use crate::utils::error::{MypoolerError, Result};
use std::collections::VecDeque;
use std::time::{Duration, Instant};
use tokio::net::TcpStream;
use tokio::sync::{oneshot, Mutex};
use tokio::time::timeout;
use tracing::{debug, trace};

/// Pool configuration, immutable after construction.
#[derive(Debug, Clone)]
pub struct PoolOptions {
    /// Upstream MySQL host.
    pub host: String,
    /// Upstream MySQL port.
    pub port: u16,
    /// Maximum number of connections, borrowed and idle combined.
    pub max_size: usize,
    /// Maximum connection lifetime. Zero disables expiry.
    pub max_lifetime: Duration,
    /// How long an acquire may wait when the pool is saturated.
    pub wait_timeout: Duration,
}

/// A single TCP connection to the upstream server with lifetime metadata.
#[derive(Debug)]
pub struct UpstreamConn {
    stream: TcpStream,
    created_at: Instant,
    last_used: Instant,
    healthy: bool,
}

impl UpstreamConn {
    fn new(stream: TcpStream) -> Self {
        let now = Instant::now();
        Self {
            stream,
            created_at: now,
            last_used: now,
            healthy: true,
        }
    }

    pub fn stream_mut(&mut self) -> &mut TcpStream {
        &mut self.stream
    }

    /// Flag the connection so it is closed instead of pooled on release.
    pub fn mark_unhealthy(&mut self) {
        self.healthy = false;
    }

    pub fn is_healthy(&self) -> bool {
        self.healthy
    }

    pub fn age(&self) -> Duration {
        self.created_at.elapsed()
    }

    pub fn idle_for(&self) -> Duration {
        self.last_used.elapsed()
    }

    fn is_expired(&self, max_lifetime: Duration) -> bool {
        !max_lifetime.is_zero() && self.created_at.elapsed() >= max_lifetime
    }

    fn touch(&mut self) {
        self.last_used = Instant::now();
    }
}

/// What a saturated acquirer receives when capacity frees up.
///
/// A released connection is handed over directly; a discarded or expired one
/// frees capacity and the woken waiter dials its own replacement.
enum Handoff {
    Conn(UpstreamConn),
    Capacity,
}

struct Waiter {
    id: u64,
    tx: oneshot::Sender<Handoff>,
}

struct PoolState {
    idle: Vec<UpstreamConn>,
    outstanding: usize,
    waiters: VecDeque<Waiter>,
    next_waiter_id: u64,
    created: u64,
    closed: bool,
}

impl PoolState {
    fn total(&self) -> usize {
        self.outstanding + self.idle.len()
    }
}

/// Snapshot of pool bookkeeping for diagnostics.
#[derive(Debug, Clone, Copy)]
pub struct PoolStats {
    pub outstanding: usize,
    pub idle: usize,
    pub created: u64,
    pub max_size: usize,
}

/// Bounded pool of upstream connections.
///
/// `outstanding + idle <= max_size` holds at all times. Acquires beyond
/// capacity queue FIFO and fail with [`MypoolerError::PoolTimeout`] once
/// `wait_timeout` elapses. All bookkeeping lives behind a single mutex which
/// is never held across a dial or a wait.
pub struct Pool {
    options: PoolOptions,
    state: Mutex<PoolState>,
}

impl Pool {
    pub fn new(options: PoolOptions) -> Self {
        Self {
            options,
            state: Mutex::new(PoolState {
                idle: Vec::new(),
                outstanding: 0,
                waiters: VecDeque::new(),
                next_waiter_id: 0,
                created: 0,
                closed: false,
            }),
        }
    }

    pub fn options(&self) -> &PoolOptions {
        &self.options
    }

    /// Borrow a connection: reuse an idle one, dial a new one while under
    /// capacity, or wait FIFO for up to `wait_timeout` when saturated.
    pub async fn acquire(&self) -> Result<UpstreamConn> {
        let (waiter_id, mut rx) = {
            let mut state = self.state.lock().await;
            if state.closed {
                return Err(MypoolerError::PoolClosed);
            }

            // Idle connections are reused LIFO to favor warm ones; stale
            // entries found on the way are closed and skipped.
            if let Some(mut conn) = self.pop_live_idle(&mut state) {
                conn.touch();
                state.outstanding += 1;
                trace!(
                    idle = state.idle.len(),
                    outstanding = state.outstanding,
                    "Reusing idle upstream connection"
                );
                return Ok(conn);
            }

            if state.total() < self.options.max_size {
                // Reserve the slot before dialing so concurrent acquires
                // cannot overshoot max_size while the dial is in flight.
                state.outstanding += 1;
                drop(state);
                return self.dial_reserved().await;
            }

            let (tx, rx) = oneshot::channel();
            let id = state.next_waiter_id;
            state.next_waiter_id += 1;
            state.waiters.push_back(Waiter { id, tx });
            trace!(waiters = state.waiters.len(), "Pool saturated, queuing");
            (id, rx)
        };

        match timeout(self.options.wait_timeout, &mut rx).await {
            Ok(Ok(Handoff::Conn(conn))) => Ok(conn),
            Ok(Ok(Handoff::Capacity)) => self.dial_reserved().await,
            // Sender dropped without a handoff: the pool was drained.
            Ok(Err(_)) => Err(MypoolerError::PoolClosed),
            Err(_) => self.give_up_waiting(waiter_id, rx).await,
        }
    }

    /// The wait timer fired. Dequeue ourselves under the lock; if a handoff
    /// won the race against the timer, consume it instead of leaking it.
    async fn give_up_waiting(
        &self,
        waiter_id: u64,
        mut rx: oneshot::Receiver<Handoff>,
    ) -> Result<UpstreamConn> {
        {
            let mut state = self.state.lock().await;
            if let Some(pos) = state.waiters.iter().position(|w| w.id == waiter_id) {
                state.waiters.remove(pos);
                debug!("Acquire timed out after {:?}", self.options.wait_timeout);
                return Err(MypoolerError::PoolTimeout);
            }
        }

        // No longer queued, so a handoff was sent (or the pool drained)
        // before we reacquired the lock.
        match rx.try_recv() {
            Ok(Handoff::Conn(conn)) => Ok(conn),
            Ok(Handoff::Capacity) => self.dial_reserved().await,
            Err(_) => Err(MypoolerError::PoolClosed),
        }
    }

    /// Dial the upstream with a slot already reserved in `outstanding`.
    /// On failure the reservation is rolled back and passed to the next
    /// waiter, since the capacity is genuinely free again.
    async fn dial_reserved(&self) -> Result<UpstreamConn> {
        let target = (self.options.host.as_str(), self.options.port);
        match TcpStream::connect(target).await {
            Ok(stream) => {
                let mut state = self.state.lock().await;
                state.created += 1;
                debug!(
                    created = state.created,
                    outstanding = state.outstanding,
                    "Dialed new upstream connection"
                );
                Ok(UpstreamConn::new(stream))
            }
            Err(e) => {
                let mut state = self.state.lock().await;
                state.outstanding -= 1;
                Self::wake_one_with_capacity(&mut state);
                Err(MypoolerError::Dial {
                    host: self.options.host.clone(),
                    port: self.options.port,
                    source: e,
                })
            }
        }
    }

    /// Return a connection after a clean session. Expired or unhealthy
    /// connections are closed; otherwise the connection goes straight to the
    /// longest-waiting acquirer, or back to the idle set.
    pub async fn release(&self, mut conn: UpstreamConn) {
        let mut state = self.state.lock().await;
        state.outstanding -= 1;

        if state.closed {
            debug!("Pool draining, closing returned connection");
            return;
        }

        if !conn.healthy || conn.is_expired(self.options.max_lifetime) {
            debug!(
                age = ?conn.age(),
                healthy = conn.healthy,
                "Closing returned connection instead of pooling it"
            );
            drop(conn);
            Self::wake_one_with_capacity(&mut state);
            return;
        }

        conn.touch();
        while let Some(waiter) = state.waiters.pop_front() {
            match waiter.tx.send(Handoff::Conn(conn)) {
                Ok(()) => {
                    // The connection stays borrowed, now by the waiter.
                    state.outstanding += 1;
                    trace!("Handed released connection to a waiter");
                    return;
                }
                // Waiter gave up; its receiver is gone. Try the next one.
                Err(Handoff::Conn(back)) => conn = back,
                Err(Handoff::Capacity) => unreachable!("we sent a connection"),
            }
        }

        state.idle.push(conn);
        trace!(idle = state.idle.len(), "Returned connection to idle set");
    }

    /// Drop a connection that hit an I/O error mid-session. The freed slot
    /// is offered to the next waiter, which dials a replacement.
    pub async fn discard(&self, conn: UpstreamConn) {
        let mut state = self.state.lock().await;
        state.outstanding -= 1;
        debug!(age = ?conn.age(), "Discarding broken upstream connection");
        drop(conn);
        if !state.closed {
            Self::wake_one_with_capacity(&mut state);
        }
    }

    /// Close every idle connection and fail every queued acquire. Borrowed
    /// connections are closed as their sessions return them. Subsequent
    /// acquires fail with [`MypoolerError::PoolClosed`].
    pub async fn drain(&self) {
        let mut state = self.state.lock().await;
        state.closed = true;
        let idle = state.idle.len();
        let waiting = state.waiters.len();
        state.idle.clear();
        // Dropping the senders wakes the waiters with PoolClosed.
        state.waiters.clear();
        debug!(
            idle_closed = idle,
            waiters_failed = waiting,
            outstanding = state.outstanding,
            "Pool drained"
        );
    }

    pub async fn stats(&self) -> PoolStats {
        let state = self.state.lock().await;
        PoolStats {
            outstanding: state.outstanding,
            idle: state.idle.len(),
            created: state.created,
            max_size: self.options.max_size,
        }
    }

    fn pop_live_idle(&self, state: &mut PoolState) -> Option<UpstreamConn> {
        while let Some(conn) = state.idle.pop() {
            if conn.healthy && !conn.is_expired(self.options.max_lifetime) {
                return Some(conn);
            }
            debug!(age = ?conn.age(), "Closing stale idle connection");
        }
        None
    }

    /// Pass freed capacity to the longest-waiting live acquirer. The slot is
    /// reserved on its behalf before the lock is released.
    fn wake_one_with_capacity(state: &mut PoolState) {
        while let Some(waiter) = state.waiters.pop_front() {
            if waiter.tx.send(Handoff::Capacity).is_ok() {
                state.outstanding += 1;
                return;
            }
        }
    }
}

□ □ □ □ □

Task instructions — Each line above that contains "elapsed" counts once; report the total of such lines and nothing more.

Expected answer — 3